• [Source records]:
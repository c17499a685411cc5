
use anyhow::{Context, Result};
use console::style;
use dialoguer::{Confirm, Input, Password, Select};

use super::{Config, ConfigError, IndexBackend, IndexConfig, OllamaConfig};

#[inline]
pub fn run_interactive_config() -> Result<()> {
    eprintln!("{}", style("🔧 Post Search Configuration Setup").bold().cyan());
    eprintln!();

    let mut config = load_existing_config()?;

    eprintln!("{}", style("Ollama Configuration").bold().yellow());
    eprintln!("Configure the Ollama instance used to embed posts and queries.");
    eprintln!();

    configure_ollama(&mut config.ollama)?;

    eprintln!();
    eprintln!("{}", style("Vector Index Configuration").bold().yellow());
    eprintln!();

    configure_index(&mut config.index)?;

    eprintln!();
    eprintln!("{}", style("Testing configuration...").yellow());

    if test_ollama_connection(&config.ollama)? {
        eprintln!("{}", style("✓ Ollama connection successful!").green());
    } else {
        eprintln!(
            "{}",
            style("⚠ Warning: Could not connect to Ollama").yellow()
        );
        eprintln!("You can continue, but posts will not be searchable until Ollama is running.");
    }

    eprintln!();
    if Confirm::new()
        .with_prompt("Save configuration?")
        .default(true)
        .interact()?
    {
        config.save().context("Failed to save configuration")?;
        eprintln!("{}", style("✓ Configuration saved successfully!").green());
        eprintln!(
            "Configuration saved to: {}",
            style(config.config_file_path().display()).cyan()
        );
    } else {
        eprintln!("Configuration not saved.");
    }

    Ok(())
}

#[inline]
pub fn show_config() -> Result<()> {
    let config = Config::load().context("Failed to load configuration")?;

    eprintln!("{}", style("📋 Current Configuration").bold().cyan());
    eprintln!();

    eprintln!("{}", style("Ollama Settings:").bold().yellow());
    eprintln!("  Host: {}", style(&config.ollama.host).cyan());
    eprintln!("  Port: {}", style(config.ollama.port).cyan());
    eprintln!("  Model: {}", style(&config.ollama.model).cyan());
    eprintln!(
        "  Embedding Dimension: {}",
        style(config.ollama.embedding_dimension).cyan()
    );

    eprintln!();
    match config.ollama_url() {
        Ok(url) => eprintln!("  Ollama URL: {}", style(url).cyan()),
        Err(e) => eprintln!("  Ollama URL: {} ({})", style("Invalid").red(), e),
    }

    eprintln!();
    eprintln!("{}", style("Index Settings:").bold().yellow());
    eprintln!("  Backend: {}", style(config.index.backend).cyan());
    match config.index.backend {
        IndexBackend::LanceDb => eprintln!(
            "  Location: {}",
            style(config.vector_database_path().display()).cyan()
        ),
        IndexBackend::Qdrant => eprintln!(
            "  Endpoint: {}",
            style(config.index.endpoint.as_deref().unwrap_or("-")).cyan()
        ),
    }
    eprintln!(
        "  API Key: {}",
        style(mask_secret(config.index.api_key.as_deref())).cyan()
    );
    eprintln!("  Collection: {}", style(&config.index.collection_name).cyan());
    eprintln!(
        "  Max Workers: {}",
        style(config.service.max_workers).cyan()
    );

    eprintln!();
    eprintln!("Config file: {}", style(config.config_file_path().display()).dim());

    Ok(())
}

/// Renders a secret for display without revealing it.
fn mask_secret(secret: Option<&str>) -> String {
    match secret {
        None | Some("") => "(not set)".to_string(),
        Some(s) if s.chars().count() <= 4 => "****".to_string(),
        Some(s) => {
            let tail: String = s.chars().skip(s.chars().count() - 4).collect();
            format!("****{tail}")
        }
    }
}

fn load_existing_config() -> Result<Config> {
    Config::load().map_or_else(
        |_| {
            eprintln!(
                "{}",
                style("No existing configuration found. Using defaults.").yellow()
            );
            Ok(Config::default())
        },
        |config| {
            eprintln!("{}", style("Found existing configuration.").green());
            Ok(config)
        },
    )
}

fn configure_ollama(ollama: &mut OllamaConfig) -> Result<()> {
    let protocols = &["http", "https"];
    let default_index = protocols
        .iter()
        .position(|&p| p == ollama.protocol)
        .unwrap_or(0);

    let protocol_index = Select::new()
        .with_prompt("Ollama protocol")
        .default(default_index)
        .items(protocols)
        .interact()?;

    let protocol = protocols[protocol_index].to_string();

    let host: String = Input::new()
        .with_prompt("Ollama host")
        .default(ollama.host.clone())
        .validate_with(|input: &String| -> Result<(), ConfigError> {
            let temp_config = OllamaConfig {
                protocol: protocol.clone(),
                host: input.clone(),
                ..OllamaConfig::default()
            };
            temp_config.validate()?;
            Ok(())
        })
        .interact_text()?;

    let port: u16 = Input::new()
        .with_prompt("Ollama port")
        .default(ollama.port)
        .validate_with(|input: &u16| -> Result<(), &str> {
            if *input == 0 {
                Err("Port must be greater than 0")
            } else {
                Ok(())
            }
        })
        .interact_text()?;

    let model: String = Input::new()
        .with_prompt("Embedding model")
        .default(ollama.model.clone())
        .validate_with(|input: &String| -> Result<(), &str> {
            if input.trim().is_empty() {
                Err("Model name cannot be empty")
            } else {
                Ok(())
            }
        })
        .interact_text()?;

    let embedding_dimension: u32 = Input::new()
        .with_prompt("Embedding dimension produced by the model")
        .default(ollama.embedding_dimension)
        .validate_with(|input: &u32| -> Result<(), &str> {
            if (64..=4096).contains(input) {
                Ok(())
            } else {
                Err("Dimension must be between 64 and 4096")
            }
        })
        .interact_text()?;

    ollama.set_protocol(protocol)?;
    ollama.set_host(host)?;
    ollama.set_port(port)?;
    ollama.set_model(model)?;
    ollama.set_embedding_dimension(embedding_dimension)?;

    Ok(())
}

fn configure_index(index: &mut IndexConfig) -> Result<()> {
    let backends = &["lancedb (embedded)", "qdrant (remote)"];
    let default_index = match index.backend {
        IndexBackend::LanceDb => 0,
        IndexBackend::Qdrant => 1,
    };

    let backend_index = Select::new()
        .with_prompt("Vector index backend")
        .default(default_index)
        .items(backends)
        .interact()?;

    match backend_index {
        0 => {
            index.backend = IndexBackend::LanceDb;
            index.endpoint = None;
            index.api_key = None;
        }
        _ => {
            index.backend = IndexBackend::Qdrant;

            let endpoint: String = Input::new()
                .with_prompt("Qdrant URL")
                .default(
                    index
                        .endpoint
                        .clone()
                        .unwrap_or_else(|| "http://localhost:6334".to_string()),
                )
                .validate_with(|input: &String| -> Result<(), ConfigError> {
                    url::Url::parse(input).map_err(|_| ConfigError::InvalidUrl(input.clone()))?;
                    Ok(())
                })
                .interact_text()?;
            index.endpoint = Some(endpoint);

            let api_key = Password::new()
                .with_prompt("Qdrant API key (leave empty for none)")
                .allow_empty_password(true)
                .interact()?;
            index.api_key = (!api_key.is_empty()).then_some(api_key);
        }
    }

    let collection_name: String = Input::new()
        .with_prompt("Collection name")
        .default(index.collection_name.clone())
        .interact_text()?;
    index.set_collection_name(collection_name)?;

    index.validate()?;
    Ok(())
}

fn test_ollama_connection(ollama: &OllamaConfig) -> Result<bool> {
    let url = format!(
        "{}://{}:{}/api/version",
        ollama.protocol, ollama.host, ollama.port
    );

    let agent: ureq::Agent = ureq::Agent::config_builder()
        .timeout_global(Some(std::time::Duration::from_secs(5)))
        .build()
        .into();

    match agent.get(&url).call() {
        Ok(_) => Ok(true),
        Err(ureq::Error::StatusCode(code)) if (400..500).contains(&code) => Ok(true),
        Err(_) => Ok(false),
    }
}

• [THE TASK]: The entries must all be transcribed exactly.

• [YOUR RESPONSE]:
repository c17499a685411cc5

use anyhow::{Context, Result};
use console::style;
use dialoguer::{Confirm, Input, Password, Select};

use super::{Config, ConfigError, IndexBackend, IndexConfig, OllamaConfig};

#[inline]
pub fn run_interactive_config() -> Result<()> {
    eprintln!("{}", style("🔧 Post Search Configuration Setup").bold().cyan());
    eprintln!();

    let mut config = load_existing_config()?;

    eprintln!("{}", style("Ollama Configuration").bold().yellow());
    eprintln!("Configure the Ollama instance used to embed posts and queries.");
    eprintln!();

    configure_ollama(&mut config.ollama)?;

    eprintln!();
    eprintln!("{}", style("Vector Index Configuration").bold().yellow());
    eprintln!();

    configure_index(&mut config.index)?;

    eprintln!();
    eprintln!("{}", style("Testing configuration...").yellow());

    if test_ollama_connection(&config.ollama)? {
        eprintln!("{}", style("✓ Ollama connection successful!").green());
    } else {
        eprintln!(
            "{}",
            style("⚠ Warning: Could not connect to Ollama").yellow()
        );
        eprintln!("You can continue, but posts will not be searchable until Ollama is running.");
    }

    eprintln!();
    if Confirm::new()
        .with_prompt("Save configuration?")
        .default(true)
        .interact()?
    {
        config.save().context("Failed to save configuration")?;
        eprintln!("{}", style("✓ Configuration saved successfully!").green());
        eprintln!(
            "Configuration saved to: {}",
            style(config.config_file_path().display()).cyan()
        );
    } else {
        eprintln!("Configuration not saved.");
    }

    Ok(())
}

#[inline]
pub fn show_config() -> Result<()> {
    let config = Config::load().context("Failed to load configuration")?;

    eprintln!("{}", style("📋 Current Configuration").bold().cyan());
    eprintln!();

    eprintln!("{}", style("Ollama Settings:").bold().yellow());
    eprintln!("  Host: {}", style(&config.ollama.host).cyan());
    eprintln!("  Port: {}", style(config.ollama.port).cyan());
    eprintln!("  Model: {}", style(&config.ollama.model).cyan());
    eprintln!(
        "  Embedding Dimension: {}",
        style(config.ollama.embedding_dimension).cyan()
    );

    eprintln!();
    match config.ollama_url() {
        Ok(url) => eprintln!("  Ollama URL: {}", style(url).cyan()),
        Err(e) => eprintln!("  Ollama URL: {} ({})", style("Invalid").red(), e),
    }

    eprintln!();
    eprintln!("{}", style("Index Settings:").bold().yellow());
    eprintln!("  Backend: {}", style(config.index.backend).cyan());
    match config.index.backend {
        IndexBackend::LanceDb => eprintln!(
            "  Location: {}",
            style(config.vector_database_path().display()).cyan()
        ),
        IndexBackend::Qdrant => eprintln!(
            "  Endpoint: {}",
            style(config.index.endpoint.as_deref().unwrap_or("-")).cyan()
        ),
    }
    eprintln!(
        "  API Key: {}",
        style(mask_secret(config.index.api_key.as_deref())).cyan()
    );
    eprintln!("  Collection: {}", style(&config.index.collection_name).cyan());
    eprintln!(
        "  Max Workers: {}",
        style(config.service.max_workers).cyan()
    );

    eprintln!();
    eprintln!("Config file: {}", style(config.config_file_path().display()).dim());

    Ok(())
}

/// Renders a secret for display without revealing it.
fn mask_secret(secret: Option<&str>) -> String {
    match secret {
        None | Some("") => "(not set)".to_string(),
        Some(s) if s.chars().count() <= 4 => "****".to_string(),
        Some(s) => {
            let tail: String = s.chars().skip(s.chars().count() - 4).collect();
            format!("****{tail}")
        }
    }
}

fn load_existing_config() -> Result<Config> {
    Config::load().map_or_else(
        |_| {
            eprintln!(
                "{}",
                style("No existing configuration found. Using defaults.").yellow()
            );
            Ok(Config::default())
        },
        |config| {
            eprintln!("{}", style("Found existing configuration.").green());
            Ok(config)
        },
    )
}

fn configure_ollama(ollama: &mut OllamaConfig) -> Result<()> {
    let protocols = &["http", "https"];
    let default_index = protocols
        .iter()
        .position(|&p| p == ollama.protocol)
        .unwrap_or(0);

    let protocol_index = Select::new()
        .with_prompt("Ollama protocol")
        .default(default_index)
        .items(protocols)
        .interact()?;

    let protocol = protocols[protocol_index].to_string();

    let host: String = Input::new()
        .with_prompt("Ollama host")
        .default(ollama.host.clone())
        .validate_with(|input: &String| -> Result<(), ConfigError> {
            let temp_config = OllamaConfig {
                protocol: protocol.clone(),
                host: input.clone(),
                ..OllamaConfig::default()
            };
            temp_config.validate()?;
            Ok(())
        })
        .interact_text()?;

    let port: u16 = Input::new()
        .with_prompt("Ollama port")
        .default(ollama.port)
        .validate_with(|input: &u16| -> Result<(), &str> {
            if *input == 0 {
                Err("Port must be greater than 0")
            } else {
                Ok(())
            }
        })
        .interact_text()?;

    let model: String = Input::new()
        .with_prompt("Embedding model")
        .default(ollama.model.clone())
        .validate_with(|input: &String| -> Result<(), &str> {
            if input.trim().is_empty() {
                Err("Model name cannot be empty")
            } else {
                Ok(())
            }
        })
        .interact_text()?;

    let embedding_dimension: u32 = Input::new()
        .with_prompt("Embedding dimension produced by the model")
        .default(ollama.embedding_dimension)
        .validate_with(|input: &u32| -> Result<(), &str> {
            if (64..=4096).contains(input) {
                Ok(())
            } else {
                Err("Dimension must be between 64 and 4096")
            }
        })
        .interact_text()?;

    ollama.set_protocol(protocol)?;
    ollama.set_host(host)?;
    ollama.set_port(port)?;
    ollama.set_model(model)?;
    ollama.set_embedding_dimension(embedding_dimension)?;

    Ok(())
}

fn configure_index(index: &mut IndexConfig) -> Result<()> {
    let backends = &["lancedb (embedded)", "qdrant (remote)"];
    let default_index = match index.backend {
        IndexBackend::LanceDb => 0,
        IndexBackend::Qdrant => 1,
    };

    let backend_index = Select::new()
        .with_prompt("Vector index backend")
        .default(default_index)
        .items(backends)
        .interact()?;

    match backend_index {
        0 => {
            index.backend = IndexBackend::LanceDb;
            index.endpoint = None;
            index.api_key = None;
        }
        _ => {
            index.backend = IndexBackend::Qdrant;

            let endpoint: String = Input::new()
                .with_prompt("Qdrant URL")
                .default(
                    index
                        .endpoint
                        .clone()
                        .unwrap_or_else(|| "http://localhost:6334".to_string()),
                )
                .validate_with(|input: &String| -> Result<(), ConfigError> {
                    url::Url::parse(input).map_err(|_| ConfigError::InvalidUrl(input.clone()))?;
                    Ok(())
                })
                .interact_text()?;
            index.endpoint = Some(endpoint);

            let api_key = Password::new()
                .with_prompt("Qdrant API key (leave empty for none)")
                .allow_empty_password(true)
                .interact()?;
            index.api_key = (!api_key.is_empty()).then_some(api_key);
        }
    }

    let collection_name: String = Input::new()
        .with_prompt("Collection name")
        .default(index.collection_name.clone())
        .interact_text()?;
    index.set_collection_name(collection_name)?;

    index.validate()?;
    Ok(())
}

fn test_ollama_connection(ollama: &OllamaConfig) -> Result<bool> {
    let url = format!(
        "{}://{}:{}/api/version",
        ollama.protocol, ollama.host, ollama.port
    );

    let agent: ureq::Agent = ureq::Agent::config_builder()
        .timeout_global(Some(std::time::Duration::from_secs(5)))
        .build()
        .into();

    match agent.get(&url).call() {
        Ok(_) => Ok(true),
        Err(ureq::Error::StatusCode(code)) if (400..500).contains(&code) => Ok(true),
        Err(_) => Ok(false),
    }
}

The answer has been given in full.